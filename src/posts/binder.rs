use thiserror::Error;

use crate::accounts::ValidationError;
use crate::auth::AuthenticatedAccount;
use crate::db::models::{AccountId, Post};
use crate::db::StoreError;
use crate::posts::domain::{CreatePostRequest, PostContent};
use crate::posts::repository::PostStore;

#[derive(Debug, Error)]
pub enum PostError {
    #[error(transparent)]
    Validation(#[from] ValidationError),

    #[error("Store error: {0}")]
    Store(#[from] StoreError),
}

/// Binds new posts to the authenticated caller and serves the read paths.
pub struct PostOwnershipBinder<S> {
    store: S,
}

impl<S: PostStore> PostOwnershipBinder<S> {
    pub fn new(store: S) -> Self {
        Self { store }
    }

    /// The owner is always `caller`; the payload has no way to name one.
    pub async fn create_post(
        &self,
        caller: &AuthenticatedAccount,
        request: CreatePostRequest,
    ) -> Result<Post, PostError> {
        let content = PostContent::parse(request.content)?;
        let post = self.store.create(&content, caller.id()).await?;
        tracing::info!(post_id = post.id, account_id = %caller.id(), "Created post");
        Ok(post)
    }

    pub async fn list_posts(&self) -> Result<Vec<Post>, PostError> {
        Ok(self.store.list_all().await?)
    }

    pub async fn list_posts_by_account(&self, id: AccountId) -> Result<Vec<Post>, PostError> {
        Ok(self.store.list_by_owner(id).await?)
    }
}

#[cfg(test)]
mod tests {
    use super::*;
    use crate::auth::AuthGate;
    use crate::db;
    use crate::posts::repository::SqlitePostStore;
    use crate::state::DbPool;
    use rusqlite::params;

    /// Insert an account and authorize it through a real session.
    fn caller(pool: &DbPool, handle: &str) -> AuthenticatedAccount {
        let conn = pool.get().unwrap();
        conn.execute(
            "INSERT INTO accounts (handle, email, name, password_hash, created_at, updated_at)
             VALUES (?1, ?2, ?1, 'hash', ?3, ?3)",
            params![handle, format!("{handle}@example.com"), chrono::Utc::now()],
        )
        .unwrap();
        let account_id = AccountId(conn.last_insert_rowid());
        drop(conn);

        let token = crate::auth::session::create_session(pool, account_id, 1).unwrap();
        AuthGate::new(pool.clone(), 1)
            .authorize(Some(&token))
            .unwrap()
    }

    fn post_request(content: &str) -> CreatePostRequest {
        CreatePostRequest {
            content: content.into(),
        }
    }

    #[tokio::test]
    async fn test_post_is_owned_by_caller() {
        let (pool, _temp) = db::test_pool();
        let bob = caller(&pool, "bob");
        let _alice = caller(&pool, "alice");
        let binder = PostOwnershipBinder::new(SqlitePostStore::new(pool));

        // An owner field in the raw payload is discarded during deserialization
        let request: CreatePostRequest =
            serde_json::from_str(r#"{"content":"hello","user":2,"owner":2}"#).unwrap();
        let post = binder.create_post(&bob, request).await.unwrap();

        assert_eq!(post.owner.id, bob.id());
        assert_eq!(post.owner.email, "bob@example.com");
    }

    #[tokio::test]
    async fn test_empty_content_is_rejected() {
        let (pool, _temp) = db::test_pool();
        let bob = caller(&pool, "bob");
        let binder = PostOwnershipBinder::new(SqlitePostStore::new(pool));

        for content in ["", "   \n"] {
            let err = binder
                .create_post(&bob, post_request(content))
                .await
                .unwrap_err();
            assert_eq!(err.to_string(), "Content cannot be empty");
        }
        assert!(binder.list_posts().await.unwrap().is_empty());
    }

    #[tokio::test]
    async fn test_created_post_visible_in_both_lists() {
        let (pool, _temp) = db::test_pool();
        let bob = caller(&pool, "bob");
        let alice = caller(&pool, "alice");
        let binder = PostOwnershipBinder::new(SqlitePostStore::new(pool));

        let post = binder
            .create_post(&bob, post_request("hello"))
            .await
            .unwrap();

        let all = binder.list_posts().await.unwrap();
        assert_eq!(all, vec![post.clone()]);

        let by_bob = binder.list_posts_by_account(bob.id()).await.unwrap();
        assert_eq!(by_bob, vec![post]);

        assert!(binder
            .list_posts_by_account(alice.id())
            .await
            .unwrap()
            .is_empty());
    }
}
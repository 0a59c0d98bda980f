//! Shared CLI argument types
//!
//! This module contains reusable argument structs that can be flattened
//! into commands using `#[command(flatten)]`.

mod common;
mod global;
mod read;

pub use common::OutputFormat;
pub use global::GlobalOptions;
pub use read::ReadArgs;
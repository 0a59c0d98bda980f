//! Output formatting for CLI results

use serde::Serialize;
use tabled::Tabled;

use crate::cli::OutputFormat;
use k3sync::Result;

pub mod display;
pub mod formatters;
pub mod json;
pub mod table;

/// Render `items` as a table of `D` rows, or as JSON of the items themselves.
pub fn render<T, D>(items: &[T], format: OutputFormat) -> Result<String>
where
    T: Serialize,
    D: Tabled + for<'a> From<&'a T>,
{
    match format {
        OutputFormat::Table => {
            let rows: Vec<D> = items.iter().map(D::from).collect();
            Ok(table::format_table(&rows))
        }
        OutputFormat::Json => Ok(json::format_json(items)?),
    }
}

/// Format and print data to stdout
pub fn print<T, D>(items: &[T], format: OutputFormat) -> Result<()>
where
    T: Serialize,
    D: Tabled + for<'a> From<&'a T>,
{
    println!("{}", render::<T, D>(items, format)?);
    Ok(())
}
//! Inventory metrics for the dashboard
//!
//! Reduces raw records into per-group tonnage and into the rows of the
//! inventory table.

use serde::{Deserialize, Serialize};

use crate::client::InventoryRecord;
use crate::warehouse::WarehouseGroup;

/// Unit reported with group tonnage
pub const TON_UNIT: &str = "吨";

/// Total stock held by one warehouse group
#[derive(Debug, Clone, PartialEq, Serialize, Deserialize)]
#[serde(rename_all = "camelCase")]
pub struct GroupMetric {
    pub key: String,
    pub label: String,
    pub name: String,
    /// Tons, rounded to two decimals
    pub value_in_tons: f64,
    pub unit: String,
    pub color: String,
    pub total: f64,
}

/// Sum record quantities (kg) per group and convert them to tons.
///
/// One metric per group, in the order of `groups`. A group with no matching
/// records reports 0.
pub fn aggregate_by_group(records: &[InventoryRecord], groups: &[WarehouseGroup]) -> Vec<GroupMetric> {
    groups
        .iter()
        .map(|group| {
            let total_kg: f64 = records
                .iter()
                .filter(|r| group.contains(&r.warehouse_code))
                .map(|r| r.quantity)
                .sum();
            let tons = round2(total_kg / 1000.0);

            GroupMetric {
                key: group.key.clone(),
                label: group.label.clone(),
                name: group.name.clone(),
                value_in_tons: tons,
                unit: TON_UNIT.to_string(),
                color: group.color.clone(),
                total: tons,
            }
        })
        .collect()
}

fn round2(value: f64) -> f64 {
    if value.is_finite() {
        (value * 100.0).round() / 100.0
    } else {
        0.0
    }
}

/// One row of the dashboard inventory table
#[derive(Debug, Clone, PartialEq, Serialize, Deserialize)]
pub struct InventoryRow {
    pub id: String,
    pub name: String,
    pub code: String,
    pub warehouse: String,
    pub quantity: i64,
    pub available: i64,
}

/// Table rows for records with stock on hand.
///
/// When no record has a positive quantity every record is shown instead.
// NOTE: the all-zero fallback is kept as the dashboard has always behaved;
// whether an all-zero table should render empty is still an open product question.
pub fn inventory_rows(records: &[InventoryRecord]) -> Vec<InventoryRow> {
    let in_stock: Vec<&InventoryRecord> = records.iter().filter(|r| r.quantity > 0.0).collect();
    let source: Vec<&InventoryRecord> = if in_stock.is_empty() {
        records.iter().collect()
    } else {
        in_stock
    };

    source
        .into_iter()
        .enumerate()
        .map(|(index, record)| {
            let id = if record.material_code.is_empty() {
                format!("inv-{index}")
            } else {
                format!("{}-{}", record.material_code, index)
            };
            let quantity = if record.quantity.is_finite() {
                record.quantity.round() as i64
            } else {
                0
            };
            InventoryRow {
                id,
                name: record.material_name.clone(),
                code: record.material_code.clone(),
                warehouse: record.warehouse_name.clone(),
                quantity,
                available: quantity,
            }
        })
        .collect()
}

(HOW TO COMPLETE THIS TASK)
Could you transcribe the entries above word for word, from the line with "into commands using" down to the line with "use tabled::Tabled;", keeping both?

(ANSWER SPACE)
//! into commands using `#[command(flatten)]`.

mod common;
mod global;
mod read;

pub use common::OutputFormat;
pub use global::GlobalOptions;
pub use read::ReadArgs;
repository 0a59c0d98bda980f
//! Output formatting for CLI results

use serde::Serialize;
use tabled::Tabled;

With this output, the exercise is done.